Ubuntu 9.04: A mixed bag.

I could go on for hours about my Linux exploits through just the last few months alone. One minute I love it. The next, I despise it and want nothing to do with it again. Overall I rather like Linux. It gives back what you give it. Proficient at the command line? You’ll be able to acess your system at its fullest potential. But the distros… Oh, the distros. Thats one of Linux’s biggest problems. Choice is good. But too much choice? That’s bad. And then theres the lack of standardization between distros. Do I use RPM? Do I use apt-get? Or, do I use tarballs? Do I use QT? Do I use GTK? That’s a criticism of Linux at a whole, not Ubuntu.

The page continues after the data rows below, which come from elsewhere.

//! WASM entry points for browser use.

use wasm_bindgen::prelude::*;

use crate::issue::{ValidationIssue, ValidationResult};
use crate::process::ProcessingReport;
use crate::registry::{Category, NodeDefinition, NodeRegistry};

/// Structure-only validation of a workflow JSON string.
#[wasm_bindgen]
pub fn validate_structure(json: &str) -> JsValue {
    let result = match serde_json::from_str::<serde_json::Value>(json) {
        Ok(raw) => crate::validate::validate_structure(&raw),
        Err(err) => unparseable(err),
    };
    to_js(&ValidationDto::from(&result))
}

/// Full validation: structure, graph rules, and parameter rules.
#[wasm_bindgen]
pub fn validate_workflow(json: &str) -> JsValue {
    let result = match serde_json::from_str::<serde_json::Value>(json) {
        Ok(raw) => crate::validate::validate_raw(&raw),
        Err(err) => unparseable(err),
    };
    to_js(&ValidationDto::from(&result))
}

/// Graph analysis of a structurally well-formed workflow.
#[wasm_bindgen]
pub fn analyze_graph(json: &str) -> JsValue {
    match crate::parse::parse(json) {
        Ok(workflow) => to_js(&crate::analyze::analyze(&workflow)),
        Err(_) => JsValue::NULL,
    }
}

/// Validate and optionally auto-fix. Returns the (possibly mutated)
/// workflow document together with the processing report.
#[wasm_bindgen]
pub fn process_workflow(json: &str, auto_fix: bool) -> JsValue {
    let Ok(mut workflow) = crate::parse::parse(json) else {
        return JsValue::NULL;
    };
    let report = crate::process::process(&mut workflow, auto_fix);
    to_js(&ProcessResultDto {
        workflow: serde_json::to_value(&workflow).unwrap_or(serde_json::Value::Null),
        report: ReportDto::from(&report),
    })
}

#[wasm_bindgen]
pub fn get_node_by_type(type_name: &str) -> JsValue {
    match NodeRegistry::global().get(type_name) {
        Some(def) => to_js(&NodeDefinitionDto::from(def)),
        None => JsValue::NULL,
    }
}

#[wasm_bindgen]
pub fn get_nodes_by_category(category: &str) -> JsValue {
    let Some(category) = Category::parse(category) else {
        return JsValue::NULL;
    };
    let defs: Vec<NodeDefinitionDto> = NodeRegistry::global()
        .by_category(category)
        .into_iter()
        .map(NodeDefinitionDto::from)
        .collect();
    to_js(&defs)
}

#[wasm_bindgen]
pub fn search_nodes(query: &str) -> JsValue {
    let defs: Vec<NodeDefinitionDto> = NodeRegistry::global()
        .search(query)
        .into_iter()
        .map(NodeDefinitionDto::from)
        .collect();
    to_js(&defs)
}

fn to_js<T: serde::Serialize>(value: &T) -> JsValue {
    serde_wasm_bindgen::to_value(value).unwrap_or(JsValue::NULL)
}

fn unparseable(err: serde_json::Error) -> ValidationResult {
    let mut result = ValidationResult::new();
    result.push(ValidationIssue::error(
        "INVALID_WORKFLOW",
        format!("Failed to parse workflow JSON: {err}"),
    ));
    result
}

// ---------------------------------------------------------------------------
// DTOs for serialization to JS
// ---------------------------------------------------------------------------

#[derive(serde::Serialize)]
#[serde(rename_all = "camelCase")]
struct ValidationDto {
    is_valid: bool,
    fixable: bool,
    errors: Vec<ValidationIssue>,
    warnings: Vec<ValidationIssue>,
    info: Vec<ValidationIssue>,
}

impl From<&ValidationResult> for ValidationDto {
    fn from(result: &ValidationResult) -> Self {
        ValidationDto {
            is_valid: result.is_valid(),
            fixable: result.fixable(),
            errors: result.errors.clone(),
            warnings: result.warnings.clone(),
            info: result.info.clone(),
        }
    }
}

#[derive(serde::Serialize)]
#[serde(rename_all = "camelCase")]
struct ReportDto {
    initial_validation: ValidationDto,
    final_validation: ValidationDto,
    parameter_changes: crate::fix::ParameterFixReport,
    connection_changes: crate::fix::ConnectionFixReport,
    fix_applied: bool,
    summary: String,
}

impl From<&ProcessingReport> for ReportDto {
    fn from(report: &ProcessingReport) -> Self {
        ReportDto {
            initial_validation: ValidationDto::from(&report.initial_validation),
            final_validation: ValidationDto::from(&report.final_validation),
            parameter_changes: report.parameter_changes.clone(),
            connection_changes: report.connection_changes.clone(),
            fix_applied: report.fix_applied,
            summary: report.summary(),
        }
    }
}

#[derive(serde::Serialize)]
#[serde(rename_all = "camelCase")]
struct ProcessResultDto {
    workflow: serde_json::Value,
    report: ReportDto,
}

#[derive(serde::Serialize)]
#[serde(rename_all = "camelCase")]
struct ParameterDto {
    name: &'static str,
    kind: crate::registry::ParamKind,
    required: bool,
    #[serde(skip_serializing_if = "Option::is_none")]
    default: Option<serde_json::Value>,
    options: &'static [&'static str],
    #[serde(skip_serializing_if = "Option::is_none")]
    placeholder: Option<&'static str>,
}

#[derive(serde::Serialize)]
#[serde(rename_all = "camelCase")]
struct NodeDefinitionDto {
    #[serde(rename = "type")]
    type_name: &'static str,
    display_name: &'static str,
    description: &'static str,
    category: Category,
    keywords: &'static [&'static str],
    parameters: Vec<ParameterDto>,
    inputs: &'static [&'static str],
    outputs: &'static [&'static str],
}

impl From<&NodeDefinition> for NodeDefinitionDto {
    fn from(def: &NodeDefinition) -> Self {
        NodeDefinitionDto {
            type_name: def.type_name,
            display_name: def.display_name,
            description: def.description,
            category: def.category,
            keywords: def.keywords,
            parameters: def
                .parameters
                .iter()
                .map(|p| ParameterDto {
                    name: p.name,
                    kind: p.kind,
                    required: p.required,
                    default: p.default.map(|d| d.to_value()),
                    options: p.options,
                    placeholder: p.placeholder,
                })
                .collect(),
            inputs: def.inputs,
            outputs: def.outputs,
        }
    }
}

Ubuntu was originally released in 2004. Between 2004 and now, there have been 9 releases. From 4.10 (Warty Warthog) to 8.10 (Intrepid Ibex), and now 9.04 (Jaunty Jackalope), which is planned to be released in April. 9.04 includes several updates. GNOME has been upgraded to 2.26, Firefox to 3.1, along with several other apps. However the biggest thing is the inclusion of ext4 support. ext4 is the latest file system for Linux (akin to NTFS and FAT12/16/32). In other words, this ain’t a big release. I must say that it was fairly stable, during my short, but moderatly thorough LiveCD run.

I am worried about the development cycle. 6 Alphas, but only 1 Beta and RC? I feel that they should have equally distributed the test releases. Say 3 Alphas, 2 Betas and an RC. Thats probably why the last few releases weren’t quite as stable as some of the older ones.  But, Vista had countless pre-release builds so, I can’t say that those helped it. I liked some of Ubuntu 9.04, but disliked other parts of it. Hopefully it’ll be fixed before it ships in April.

NOTE: Sorry, but I didn’t have time to post screenshots.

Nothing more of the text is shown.